Ardmore Gets USD 12.3 Mn Boost

  • As Impairments Hurt FSL Trust’s Q2 Earnings

Bermuda-based tanker owner and operator Ardmore Shipping Corporation completed in 2Q 2017 a refinancing of two 47,000 dwt Eco-Mod product tankers under a Japanese sale and leaseback arrangement, releasing USD 12.3 million in cash.

The transaction including the two 2008-built vessels, Ardmore Sealeader and Ardmore Sealifter, is said to be “a new and attractive source of financing for the company”.

This was announced in Ardmore’s financial report which shows that the company suffered a net loss of USD 1.9 million during the three months ended June 30, 2017, as compared to a net income of USD 55 million in the same period a year earlier.

The company reported EBITDA of USD 12.9 million in 2Q 2017, against USD 17.3 million seen in the same quarter last year.

“As the oil market continues to work its way through elevated inventory levels, we are satisfied with our performance in the second quarter and encouraged that the highly compelling MR industry fundamentals remain firmly intact. Our fleet is performing well under soft market conditions and we continue to effectively manage our costs and execute on our strategy,” Anthony Gurnee, Ardmore’s Chief Executive Officer, commented.

During the quarter, Ardmore delivered a “satisfactory chartering performance” with spot and pool MR tankers earnings an average of USD 13,765 per day and Eco-Design chemical tankers an average of USD 10,736 per day.

“MR charter rates improved from the prior quarter, driven by increased activity in the Atlantic basin and product flows to Latin America. Meanwhile, despite refined product inventories declining in April and May, levels remain above historical averages and continue to curtail trading activity and tonne mile demand in the short term. Nonetheless, the underlying fundamentals for MR product tankers are very positive,” Gurnee added.

“Taken together, tonne mile demand growth is set to continue in the range of 4-5% annually. Meanwhile, supply growth for MR product tankers has declined significantly, with the MR orderbook at historical lows, scrapping continuing, and the pace of deliveries declining further over the remainder of 2017 and into 2018. As a result, we expect net fleet growth to be in the range of 1-2%, well below demand growth and creating a clear tension that should result in a sustained increase in charter rates,” Gurnee concluded.

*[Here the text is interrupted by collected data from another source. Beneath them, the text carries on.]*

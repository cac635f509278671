//! Multisig wallet CLI application
//!
//! A command-line host for a single M-of-N wallet.

use clap::{Parser, Subcommand};
use multisig_wallet::cli::{self, AppState};
use multisig_wallet::multisig::{Address, PublicKey, Signature};
use multisig_wallet::storage::StorageConfig;
use std::path::PathBuf;

#[derive(Parser)]
#[command(name = "multisig")]
#[command(author = "Darshan")]
#[command(version = "0.1.0")]
#[command(about = "An M-of-N multi-signature wallet", long_about = None)]
struct Cli {
    /// Data directory for wallet storage
    #[arg(short, long, default_value = ".multisig_data")]
    data_dir: PathBuf,

    /// Do not keep backups of the previous wallet file
    #[arg(long)]
    no_backup: bool,

    #[command(subcommand)]
    command: Commands,
}

#[derive(Subcommand)]
enum Commands {
    /// Generate a signer key pair
    Keygen,

    /// Initialize a new wallet
    Init {
        /// Owner address; also the account the wallet spends from
        #[arg(short, long)]
        owner: Address,

        /// Number of signatures required to execute a transfer
        #[arg(short, long)]
        threshold: u32,
    },

    /// Signer administration (owner only)
    Signer {
        #[command(subcommand)]
        action: SignerCommands,
    },

    /// Change the required signature count (owner only)
    Threshold {
        /// Owner's hex-encoded private key
        #[arg(short, long)]
        key: String,

        /// New threshold
        #[arg(short, long)]
        required: u32,
    },

    /// Credit the wallet account in the local ledger
    Fund {
        #[arg(short, long)]
        amount: u128,
    },

    /// Show the wallet balance
    Balance {
        /// Also check whether the balance covers this amount
        #[arg(short, long)]
        amount: Option<u128>,
    },

    /// Sign the next transfer with a signer's private key
    Sign {
        /// Hex-encoded private key
        #[arg(short, long)]
        key: String,

        #[arg(short, long)]
        to: Address,

        #[arg(short, long)]
        amount: u128,
    },

    /// Check signatures for the next transfer without executing it
    Verify {
        #[arg(short, long)]
        to: Address,

        #[arg(short, long)]
        amount: u128,

        /// Signatures as <address>:<hex proof>, in order
        #[arg(short, long = "sig")]
        signatures: Vec<Signature>,
    },

    /// Execute a transfer
    Execute {
        #[arg(short, long)]
        to: Address,

        #[arg(short, long)]
        amount: u128,

        /// Signatures as <address>:<hex proof>, in order
        #[arg(short, long = "sig")]
        signatures: Vec<Signature>,
    },

    /// Display wallet information
    Show,
}

#[derive(Subcommand)]
enum SignerCommands {
    /// Authorize a signer
    Add {
        /// Owner's hex-encoded private key
        #[arg(short, long)]
        key: String,

        /// Signer's compressed public key (hex)
        #[arg(short, long)]
        pubkey: PublicKey,

        /// Signer identity; derived from the public key when omitted
        #[arg(short, long)]
        address: Option<Address>,
    },

    /// Revoke a signer
    Remove {
        /// Owner's hex-encoded private key
        #[arg(short, long)]
        key: String,

        #[arg(short, long)]
        address: Address,
    },

    /// List authorized signers
    List,
}

fn main() -> Result<(), Box<dyn std::error::Error>> {
    // Initialize logger
    env_logger::Builder::from_env(env_logger::Env::default().default_filter_or("info")).init();

    let cli = Cli::parse();

    let config = StorageConfig {
        data_dir: cli.data_dir.clone(),
        backup_enabled: !cli.no_backup,
        ..Default::default()
    };

    // Commands that do not need a loaded wallet
    match &cli.command {
        Commands::Keygen => return cli::cmd_keygen(),
        Commands::Init { owner, threshold } => return cli::cmd_init(config, *owner, *threshold),
        Commands::Fund { amount } => return cli::cmd_fund(config, *amount),
        _ => {}
    }

    let mut state = AppState::load(config)?;

    match cli.command {
        Commands::Keygen | Commands::Init { .. } | Commands::Fund { .. } => unreachable!(),

        Commands::Signer { action } => match action {
            SignerCommands::Add {
                key,
                pubkey,
                address,
            } => cli::cmd_signer_add(&mut state, &key, pubkey, address)?,
            SignerCommands::Remove { key, address } => {
                cli::cmd_signer_remove(&mut state, &key, &address)?
            }
            SignerCommands::List => cli::cmd_signer_list(&state)?,
        },

        Commands::Threshold { key, required } => {
            cli::cmd_threshold(&mut state, &key, required)?;
        }

        Commands::Balance { amount } => {
            cli::cmd_balance(&state, amount)?;
        }

        Commands::Sign { key, to, amount } => {
            cli::cmd_sign(&state, &key, to, amount)?;
        }

        Commands::Verify {
            to,
            amount,
            signatures,
        } => {
            cli::cmd_verify(&state, to, amount, signatures)?;
        }

        Commands::Execute {
            to,
            amount,
            signatures,
        } => {
            cli::cmd_execute(&mut state, to, amount, signatures)?;
        }

        Commands::Show => {
            cli::cmd_show(&state)?;
        }
    }

    Ok(())
}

Currently, Ardmore has 27 vessels in operation, comprising 21 Eco MR tankers ranging from 45,000 to 49,999 dwt and six Eco-Design IMO 2 product/chemical tankers ranging from 25,000 to 37,800 dwt.

Meanwhile, Singapore-based First Ship Lease Trust (FSL Trust) posted a net loss of USD 21.8 million in the second quarter of 2017 due to USD 24.1 million of non-cash impairment on eight ships in its fleet.

The loss was reported against a USD 7.7 million profit booked for the corresponding quarter in 2016.

Revenue declined 17.4% year-on-year, primarily due to softening of rates across all sectors which resulted in the renewal of bareboat agreements for vessels Speciality, Seniority, and Superiority at lower rates.

In addition, the trust’s both Aframax tankers went into drydocking during the period.

The trust’s revenue stood at USD 20.9 million, down from last year’s USD 25.3 million. The revenue decrease was mainly ascribed to pressure on some spot/floating bareboat rates.

Furthermore, the trust said it repaid more than USD 62 million of debt in 12 months.

Separately, the trust signed a short-term time charter for FSL Shanghai for minimum 40 days to maximum 120 days at charterer’s option.

FSL Trust said it has four vessels slated for redelivery in FY2017, FSL Hamburg, FSL Singapore, Cumbrian Fisher and Clyde Fisher.

The charterer has the option of extending the time charters for FSL Hamburg and FSL Singapore three months prior to the end of the base period, while talks are underway for the renewal of bareboat charters for Cumbrian Fisher and Clyde Fisher.

Speaking of the outlook, the trust said the financial effects of pressures across the shipping market should be mitigated by its charter book, while its business performance in the third quarter of this year is expected to be affected by the dry docking of one MR.

FSL Trust owns over 2o oceangoing vessels comprising containerships and tankers.